Tuesday, December 20, 2011
André Ostertag Veilles Vignes Sylvaner
André Ostertag is my kind of winemaker: He uses biodynamic methods, but prefers not to talk about them; he is deeply suspicious of the mystical aspects of biodynamic practice. And while this may classify him as a practical winemaker, he his hardly one who lacks imagination. For example, he has devised his own classification system. Domaine Ostertag produces 16 different wines classified in 3 different types: Vins de Fruit (Fruit wines), Vins de Pierre (Stone wines) and Vins de Temps (Time and Weather wines--typically, late harvest wines). He is very much a believer in terroir, and, as his classifications demonstrate, he understands how different aspects of terroir can come to the forefront in a wine's production.
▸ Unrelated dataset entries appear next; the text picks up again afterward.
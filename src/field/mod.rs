//! Field addressing
//!
//! A field address is a dot-separated key path such as `tool.poetry.version`.
//! [`get`] and [`set`] walk any [`FieldTree`] (JSON, TOML or YAML document
//! model). Addresses never index into arrays.

pub mod tree;

pub use tree::FieldTree;

/// Error type for field address evaluation
#[derive(Debug, Clone, PartialEq, Eq, thiserror::Error)]
pub enum FieldError {
    #[error("field address must not be empty")]
    EmptyAddress,

    #[error("field address '{address}' contains an empty segment")]
    EmptySegment { address: String },

    #[error("field '{address}' not found")]
    NotFound { address: String },

    #[error("field '{address}': '{segment}' is not a map")]
    TypeMismatch { address: String, segment: String },

    #[error("field '{address}' is not a scalar value")]
    NotScalar { address: String },
}

fn segments(address: &str) -> Result<Vec<&str>, FieldError> {
    if address.is_empty() {
        return Err(FieldError::EmptyAddress);
    }

    let segments: Vec<&str> = address.split('.').collect();
    if segments.iter().any(|segment| segment.is_empty()) {
        return Err(FieldError::EmptySegment {
            address: address.to_string(),
        });
    }

    Ok(segments)
}

/// Look up the node at `address`
pub fn get<'a, T: FieldTree>(tree: &'a T, address: &str) -> Result<&'a T, FieldError> {
    let segments = segments(address)?;

    let mut current = tree;
    for (index, segment) in segments.iter().enumerate() {
        if !current.is_map() {
            return Err(FieldError::TypeMismatch {
                address: address.to_string(),
                segment: segments[..index].join("."),
            });
        }
        current = current.child(segment).ok_or_else(|| FieldError::NotFound {
            address: address.to_string(),
        })?;
    }

    Ok(current)
}

/// Look up the scalar at `address` and render it as text
pub fn get_scalar<T: FieldTree>(tree: &T, address: &str) -> Result<String, FieldError> {
    get(tree, address)?
        .scalar_string()
        .ok_or_else(|| FieldError::NotScalar {
            address: address.to_string(),
        })
}

/// Store `value` as a string at `address`
///
/// Missing intermediate maps are created. An existing intermediate value that
/// is not a map is never replaced.
pub fn set<T: FieldTree>(tree: &mut T, address: &str, value: &str) -> Result<(), FieldError> {
    let segments = segments(address)?;
    let Some((last, parents)) = segments.split_last() else {
        return Err(FieldError::EmptyAddress);
    };

    let mismatch = |depth: usize| FieldError::TypeMismatch {
        address: address.to_string(),
        segment: segments[..depth].join("."),
    };

    let mut current = tree;
    for (index, segment) in parents.iter().enumerate() {
        if !current.is_map() {
            return Err(mismatch(index));
        }
        if current.child(segment).is_none() {
            current.insert_child(segment, T::new_map());
        }
        current = current
            .child_mut(segment)
            .ok_or_else(|| FieldError::NotFound {
                address: address.to_string(),
            })?;
    }

    if !current.is_map() {
        return Err(mismatch(parents.len()));
    }
    current.insert_child(last, T::from_version(value));

    Ok(())
}

#[cfg(test)]
mod tests {
    use super::*;
    use rstest::rstest;
    use serde_json::json;

    #[rstest]
    #[case("version", "1.2.3")]
    #[case("tool.poetry.version", "0.4.0")]
    #[case("build", "42")]
    #[case("private", "true")]
    fn get_scalar_returns_leaf_as_text(#[case] address: &str, #[case] expected: &str) {
        let tree = json!({
            "version": "1.2.3",
            "build": 42,
            "private": true,
            "tool": { "poetry": { "version": "0.4.0" } }
        });

        assert_eq!(get_scalar(&tree, address).unwrap(), expected);
    }

    #[test]
    fn get_missing_segment_is_not_found() {
        let tree = json!({ "tool": { "poetry": {} } });

        assert_eq!(
            get(&tree, "tool.poetry.version").unwrap_err(),
            FieldError::NotFound {
                address: "tool.poetry.version".to_string()
            }
        );
    }

    #[test]
    fn get_through_scalar_is_type_mismatch() {
        let tree = json!({ "tool": "poetry" });

        assert_eq!(
            get(&tree, "tool.poetry.version").unwrap_err(),
            FieldError::TypeMismatch {
                address: "tool.poetry.version".to_string(),
                segment: "tool".to_string(),
            }
        );
    }

    #[test]
    fn get_scalar_on_map_is_not_scalar() {
        let tree = json!({ "package": { "version": "1.0.0" } });

        assert!(matches!(
            get_scalar(&tree, "package"),
            Err(FieldError::NotScalar { .. })
        ));
    }

    #[rstest]
    #[case("")]
    #[case(".")]
    #[case("package..version")]
    fn empty_addresses_are_rejected(#[case] address: &str) {
        let mut tree = json!({});

        assert!(get(&tree, address).is_err());
        assert!(set(&mut tree, address, "1.0.0").is_err());
    }

    #[test]
    fn set_replaces_existing_leaf() {
        let mut tree = json!({ "name": "app", "version": "1.0.0" });

        set(&mut tree, "version", "2.0.0").unwrap();

        assert_eq!(tree, json!({ "name": "app", "version": "2.0.0" }));
    }

    #[test]
    fn set_creates_missing_intermediate_maps() {
        let mut tree = json!({ "name": "app" });

        set(&mut tree, "tool.poetry.version", "0.1.0").unwrap();

        assert_eq!(
            tree,
            json!({ "name": "app", "tool": { "poetry": { "version": "0.1.0" } } })
        );
    }

    #[test]
    fn set_never_overwrites_scalar_with_map() {
        let mut tree = json!({ "tool": "poetry" });

        let err = set(&mut tree, "tool.poetry.version", "0.1.0").unwrap_err();

        assert_eq!(
            err,
            FieldError::TypeMismatch {
                address: "tool.poetry.version".to_string(),
                segment: "tool".to_string(),
            }
        );
        assert_eq!(tree, json!({ "tool": "poetry" }));
    }

    #[test]
    fn set_on_non_map_root_is_type_mismatch() {
        let mut tree = json!(["1.0.0"]);

        assert!(matches!(
            set(&mut tree, "version", "2.0.0"),
            Err(FieldError::TypeMismatch { .. })
        ));
    }

    #[test]
    fn toml_tree_supports_nested_get_and_set() {
        let mut tree: toml::Value = toml::from_str(
            r#"
[package]
name = "demo"
version = "0.1.0"
"#,
        )
        .unwrap();

        assert_eq!(get_scalar(&tree, "package.version").unwrap(), "0.1.0");

        set(&mut tree, "package.version", "0.2.0").unwrap();
        assert_eq!(get_scalar(&tree, "package.version").unwrap(), "0.2.0");
    }

    #[test]
    fn yaml_tree_supports_nested_get_and_set() {
        let mut tree: serde_yaml::Value =
            serde_yaml::from_str("apiVersion: v2\nversion: 1.4.0\n").unwrap();

        assert_eq!(get_scalar(&tree, "version").unwrap(), "1.4.0");

        set(&mut tree, "metadata.version", "1.5.0").unwrap();
        assert_eq!(get_scalar(&tree, "metadata.version").unwrap(), "1.5.0");
    }
}
/// Manifest candidates first, then every marker except the root one
fn sync_candidates(modules: &[Module], manifests: &[ManifestSource]) -> Vec<SyncCandidate> {
    manifests
        .iter()
        .map(SyncCandidate::from)
        .chain(
            modules
                .iter()
                .filter(|module| !module.is_root())
                .map(SyncCandidate::from),
        )
        .collect()
}

/// Exact string comparison against the primary version
fn find_mismatches(modules: &[Module], manifests: &[ManifestSource]) -> Vec<Mismatch> {
    let primary = primary_version(modules, manifests);
    let primary_index = modules
        .iter()
        .position(Module::is_root)
        .or_else(|| (!modules.is_empty()).then_some(0));

    let manifest_mismatches = manifests
        .iter()
        .filter(|manifest| manifest.version != primary)
        .map(|manifest| Mismatch {
            source: display_path(&manifest.relative_path),
            expected: primary.to_string(),
            actual: manifest.version.clone(),
        });

    let module_mismatches = modules
        .iter()
        .enumerate()
        .filter(|(index, module)| Some(*index) != primary_index && module.version != primary)
        .map(|(_, module)| Mismatch {
            source: module.name.clone(),
            expected: primary.to_string(),
            actual: module.version.clone(),
        });

    manifest_mismatches.chain(module_mismatches).collect()
}

#[cfg(test)]
mod tests {
    use super::*;
    use crate::config::{Config, DiscoveryConfig};
    use crate::format::FileFormat;
    use crate::fs::MemoryFileSystem;
    use crate::fs::traits::MockFileSystem;
    use rstest::rstest;

    fn discoverer(fs: MemoryFileSystem) -> Discoverer {
        Discoverer::new(Arc::new(fs), &Config::default())
    }

    fn discover(fs: MemoryFileSystem) -> DiscoveryResult {
        discoverer(fs)
            .discover(Path::new("/p"), None, &CancellationToken::new())
            .unwrap()
    }

    #[test]
    fn root_marker_is_named_root_and_listed_first() {
        let result = discover(
            MemoryFileSystem::new()
                .with_file("/p/api/.version", "1.0.0\n")
                .with_file("/p/.version", "1.0.0\n"),
        );

        let names: Vec<&str> = result.modules().iter().map(|m| m.name.as_str()).collect();
        assert_eq!(names, vec!["root", "api"]);
        assert!(result.modules()[0].is_root());
        assert_eq!(result.modules()[1].dir, Path::new("/p/api"));
    }

    #[test]
    fn nested_module_name_uses_forward_slashes() {
        let result = discover(
            MemoryFileSystem::new().with_file("/p/services/billing/.version", "0.3.0"),
        );

        assert_eq!(result.modules()[0].name, "services/billing");
        assert_eq!(
            result.modules()[0].relative_path,
            Path::new("services/billing/.version")
        );
    }

    #[test]
    fn non_recursive_discovery_only_checks_the_root() {
        let config = Config {
            discovery: DiscoveryConfig {
                recursive: false,
                ..DiscoveryConfig::default()
            },
            ..Config::default()
        };
        let fs = MemoryFileSystem::new()
            .with_file("/p/.version", "1.0.0")
            .with_file("/p/api/.version", "2.0.0");

        let modules = Discoverer::new(Arc::new(fs), &config)
            .discover_modules(Path::new("/p"), &CancellationToken::new())
            .unwrap();

        assert_eq!(modules.len(), 1);
        assert!(modules[0].is_root());
    }

    #[test]
    fn disabled_discovery_never_touches_storage() {
        let mut fs = MockFileSystem::new();
        fs.expect_stat().never();
        fs.expect_read_dir().never();
        fs.expect_read_file().never();
        let config = Config {
            discovery: DiscoveryConfig {
                enabled: false,
                ..DiscoveryConfig::default()
            },
            ..Config::default()
        };

        let modules = Discoverer::new(Arc::new(fs), &config)
            .discover_modules(Path::new("/p"), &CancellationToken::new())
            .unwrap();

        assert!(modules.is_empty());
    }

    #[test]
    fn pyproject_reports_only_the_first_matching_field() {
        let result = discover(MemoryFileSystem::new().with_file(
            "/p/pyproject.toml",
            "[project]\nversion = \"1.0.0\"\n\n[tool.poetry]\nversion = \"1.0.0\"\n",
        ));

        assert_eq!(result.manifests().len(), 1);
        assert_eq!(result.manifests()[0].field, "project.version");
        assert_eq!(result.manifests()[0].description, "Python project (PEP 621)");
    }

    #[test]
    fn poetry_field_is_used_when_project_table_is_missing() {
        let result = discover(MemoryFileSystem::new().with_file(
            "/p/pyproject.toml",
            "[tool.poetry]\nname = \"app\"\nversion = \"0.4.1\"\n",
        ));

        assert_eq!(result.manifests().len(), 1);
        assert_eq!(result.manifests()[0].field, "tool.poetry.version");
        assert_eq!(result.manifests()[0].format, FileFormat::Toml);
    }

    #[rstest]
    #[case::malformed_json("/p/package.json", "{ \"version\": ")]
    #[case::missing_field("/p/package.json", "{ \"name\": \"app\" }")]
    #[case::not_semver("/p/package.json", "{ \"version\": \"latest\" }")]
    #[case::not_scalar("/p/Chart.yaml", "version:\n  major: 1\n")]
    #[case::empty_raw("/p/VERSION", "\n")]
    #[case::partial_version("/p/package.json", "{ \"version\": \"1.2\" }")]
    #[case::numeric_yaml("/p/Chart.yaml", "version: 2\n")]
    #[case::yaml_float("/p/Chart.yaml", "version: 1.10\n")]
    #[case::partial_raw("/p/VERSION", "v1\n")]
    fn unusable_manifests_are_skipped(#[case] path: &str, #[case] content: &str) {
        let result = discover(
            MemoryFileSystem::new()
                .with_file(path, content)
                .with_file("/p/version.txt", "1.0.0\n"),
        );

        let files: Vec<&str> = result
            .manifests()
            .iter()
            .map(|m| m.filename.as_str())
            .collect();
        assert_eq!(files, vec!["version.txt"]);
    }

    #[test]
    fn manifests_in_a_directory_follow_catalog_priority() {
        let result = discover(
            MemoryFileSystem::new()
                .with_file("/p/version.txt", "1.0.0")
                .with_file("/p/Cargo.toml", "[package]\nversion = \"1.0.0\"\n")
                .with_file("/p/package.json", "{\"version\": \"1.0.0\"}"),
        );

        let files: Vec<&str> = result
            .manifests()
            .iter()
            .map(|m| m.filename.as_str())
            .collect();
        assert_eq!(files, vec!["package.json", "Cargo.toml", "version.txt"]);
    }

    #[test]
    fn explicit_manifest_depth_overrides_configuration() {
        let config = Config {
            discovery: DiscoveryConfig {
                manifest_max_depth: Some(0),
                ..DiscoveryConfig::default()
            },
            ..Config::default()
        };
        let fs = Arc::new(
            MemoryFileSystem::new()
                .with_file("/p/package.json", "{\"version\": \"1.0.0\"}")
                .with_file("/p/web/package.json", "{\"version\": \"1.0.0\"}"),
        );
        let discoverer = Discoverer::new(fs, &config);
        let cancel = CancellationToken::new();

        let configured = discoverer.discover(Path::new("/p"), None, &cancel).unwrap();
        let explicit = discoverer
            .discover(Path::new("/p"), Some(1), &cancel)
            .unwrap();

        assert_eq!(configured.manifests().len(), 1);
        assert_eq!(explicit.manifests().len(), 2);
    }

    #[test]
    fn first_marker_is_primary_without_a_root_marker() {
        let result = discover(
            MemoryFileSystem::new()
                .with_file("/p/a/.version", "1.0.0")
                .with_file("/p/b/.version", "1.1.0"),
        );

        assert_eq!(result.primary_version(), "1.0.0");
        assert_eq!(
            result.mismatches(),
            &[Mismatch {
                source: "b".to_string(),
                expected: "1.0.0".to_string(),
                actual: "1.1.0".to_string(),
            }]
        );
    }

    #[test]
    fn cancelled_token_aborts_before_any_storage_access() {
        let mut fs = MockFileSystem::new();
        fs.expect_stat().never();
        fs.expect_read_dir().never();
        let cancel = CancellationToken::new();
        cancel.cancel();

        let result =
            Discoverer::new(Arc::new(fs), &Config::default()).discover(Path::new("/p"), None, &cancel);

        assert_eq!(result, Err(DiscoveryError::Cancelled));
    }
}
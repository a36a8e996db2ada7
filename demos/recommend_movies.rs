//! Fit an item-item recommender on a ratings file and print predictions and
//! recommendations.
//!
//! ```text
//! RUST_LOG=info cargo run --release --example recommend_movies -- data/ratings
//! ```
//!
//! The file holds one `user item rating timestamp` record per line (tab or
//! space separated, 1-indexed ids).
use itemknn::builder::ItemItemBuilder;
use itemknn::errors::Result;
use itemknn::loader::load_ratings;
use itemknn::ratings::RatingMatrix;

fn main() -> Result<()> {
    env_logger::init();

    let path = std::env::args()
        .nth(1)
        .unwrap_or_else(|| "data/ratings".to_string());

    let records = load_ratings(&path)?;
    let ratings = RatingMatrix::from_records(&records)?;

    let rec = ItemItemBuilder::new()
        .with_neighbourhood_size(75)
        .fit(ratings)?;

    // predicted ratings of internal user 1 on the first 100 items
    let preds = rec.predict_one(1)?;
    println!("{:?}", &preds[..preds.len().min(100)]);

    println!("{:?}", rec.top_n(2, 20)?);
    Ok(())
}
//! Fixed-size similarity neighbourhoods per item.
//!
//! For every row of the similarity matrix the item indices are stably sorted by
//! similarity ascending (equal similarities keep ascending index order) and the
//! last `k` are kept, so the most similar neighbour comes last.
//!
//! Self-similarity is maximal, so with `SelfNeighbour::Include` an item always
//! sits in its own neighbourhood and a user's own rating of an item takes part
//! in predicting it. `SelfNeighbour::Exclude` drops the item before the cut.

use log::{debug, info, trace};
use rayon::prelude::*;
use serde::{Deserialize, Serialize};
use smartcore::linalg::basic::arrays::{Array, Array2};
use smartcore::linalg::basic::matrix::DenseMatrix;

/// Whether an item may appear in its own neighbourhood.
#[derive(Clone, Copy, Debug, Default, Serialize, Deserialize, PartialEq, Eq)]
pub enum SelfNeighbour {
    #[default]
    Include,
    Exclude,
}

/// Per-item neighbour lists derived from a similarity matrix.
#[derive(Clone, Debug, PartialEq, Eq)]
pub struct Neighbourhoods {
    k: usize,
    // ascending by similarity, most similar last
    ordered: Vec<Vec<usize>>,
    // same members, ascending by index, for merge intersection
    by_index: Vec<Vec<usize>>,
}

impl Neighbourhoods {
    /// Build the neighbourhoods of every item in `sim`.
    ///
    /// `k` is clamped to the number of candidates available per item.
    ///
    /// # Panics
    ///
    /// Panics if `sim` is not square.
    pub fn build(sim: &DenseMatrix<f64>, k: usize, self_neighbour: SelfNeighbour) -> Self {
        let (n, m) = sim.shape();
        assert_eq!(n, m, "similarity matrix must be square: ({}, {})", n, m);
        info!(
            "Selecting {} neighbours for {} items ({:?})",
            k, n, self_neighbour
        );

        let ordered: Vec<Vec<usize>> = (0..n)
            .into_par_iter()
            .map(|i| {
                let row: Vec<f64> = sim.get_row(i).iterator(0).copied().collect();
                let mut idx: Vec<usize> = match self_neighbour {
                    SelfNeighbour::Include => (0..n).collect(),
                    SelfNeighbour::Exclude => (0..n).filter(|&j| j != i).collect(),
                };
                // stable: ties keep ascending index order
                idx.sort_by(|&a, &b| {
                    row[a]
                        .partial_cmp(&row[b])
                        .unwrap_or(std::cmp::Ordering::Equal)
                });
                let keep = k.min(idx.len());
                let top = idx.split_off(idx.len() - keep);
                trace!("Item {} neighbours: {:?}", i, top);
                top
            })
            .collect();

        let by_index: Vec<Vec<usize>> = ordered
            .par_iter()
            .map(|nbrs| {
                let mut sorted = nbrs.clone();
                sorted.sort_unstable();
                sorted
            })
            .collect();

        debug!(
            "Neighbourhoods built: {} items, {} neighbours each",
            ordered.len(),
            ordered.first().map(|v| v.len()).unwrap_or(0)
        );
        Self { k, ordered, by_index }
    }

    /// Neighbours of `item`, ascending by similarity (most similar last).
    #[inline]
    pub fn get(&self, item: usize) -> &[usize] {
        &self.ordered[item]
    }

    /// Neighbours of `item`, ascending by index.
    #[inline]
    pub fn sorted(&self, item: usize) -> &[usize] {
        &self.by_index[item]
    }

    /// Number of items.
    #[inline]
    pub fn len(&self) -> usize {
        self.ordered.len()
    }

    #[inline]
    pub fn is_empty(&self) -> bool {
        self.ordered.is_empty()
    }

    /// Requested neighbourhood size (before clamping).
    #[inline]
    pub fn k(&self) -> usize {
        self.k
    }

    pub fn iter(&self) -> std::slice::Iter<'_, Vec<usize>> {
        self.ordered.iter()
    }
}

/// Intersection of two ascending, duplicate-free index lists.
pub fn intersect_sorted(a: &[usize], b: &[usize]) -> Vec<usize> {
    let mut out = Vec::with_capacity(a.len().min(b.len()));
    let (mut ia, mut ib) = (0, 0);
    while ia < a.len() && ib < b.len() {
        match a[ia].cmp(&b[ib]) {
            std::cmp::Ordering::Less => ia += 1,
            std::cmp::Ordering::Greater => ib += 1,
            std::cmp::Ordering::Equal => {
                out.push(a[ia]);
                ia += 1;
                ib += 1;
            }
        }
    }
    out
}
He is also my kind of winemaker in that he not only grows the much-maligned Sylvaner grape, but treats it with respect and actually gets something good out of it. Most (but not all--see below) of those growing Sylvaner in Alsace are using it as a blender, where its neutrality, high acidity, and high yield are appreciated, although enthusiasm for the grape has diminished over time: 35 years ago it claimed about 30% of Alsace vineyards; today it is more like 10% (about 3,000 acres). Although it is thought to have originated in Transylvania, Sylvaner (or Silvaner)'s true homeland is southern Germany, far from the Mosel, where it makes the excellent Franken wines.
The Chef wanted to make an “easy” Sunday dinner with one guest, and decided to bake chicken on a bed of cabbage, apples, and sweet onion, spiced with juniper berries and allspice. Here's the link to her recipe. The cabbage/apple combination suggested something from Alsace, and when I went looking, my hand fell to a 2009 Domaine Ostertag “Les veilles vignes de Sylvaner.” It had a bit of cinnamon in the nose, along with notes of pear and yellow fruit. In the mouth, it tasted of pear (skin and flesh) and very forward mineralty. The overall impression mingled rich fruit flavor and crisp mineral character. Sylvaner is noted for high acidity; it was not particularly assertive here. It played very nicely with the baked chicken, demanding no special attention to itself: It was very relaxing wine. This was made from 50-70 year old vines. Mindful of Ostertag's three classifications, I'm guessing this gets filed under Vins de Fruit, since the old vines bring the fruit to the fore, and I don't believe this is a wine intended for aging. Kermit Lynch imports; we got this at Vinsite. I'm embarrassed to say that I don't remember how it was priced; it was well under $20.
There was an earlier encounter with excellent Sylvaner in these precincts; described here.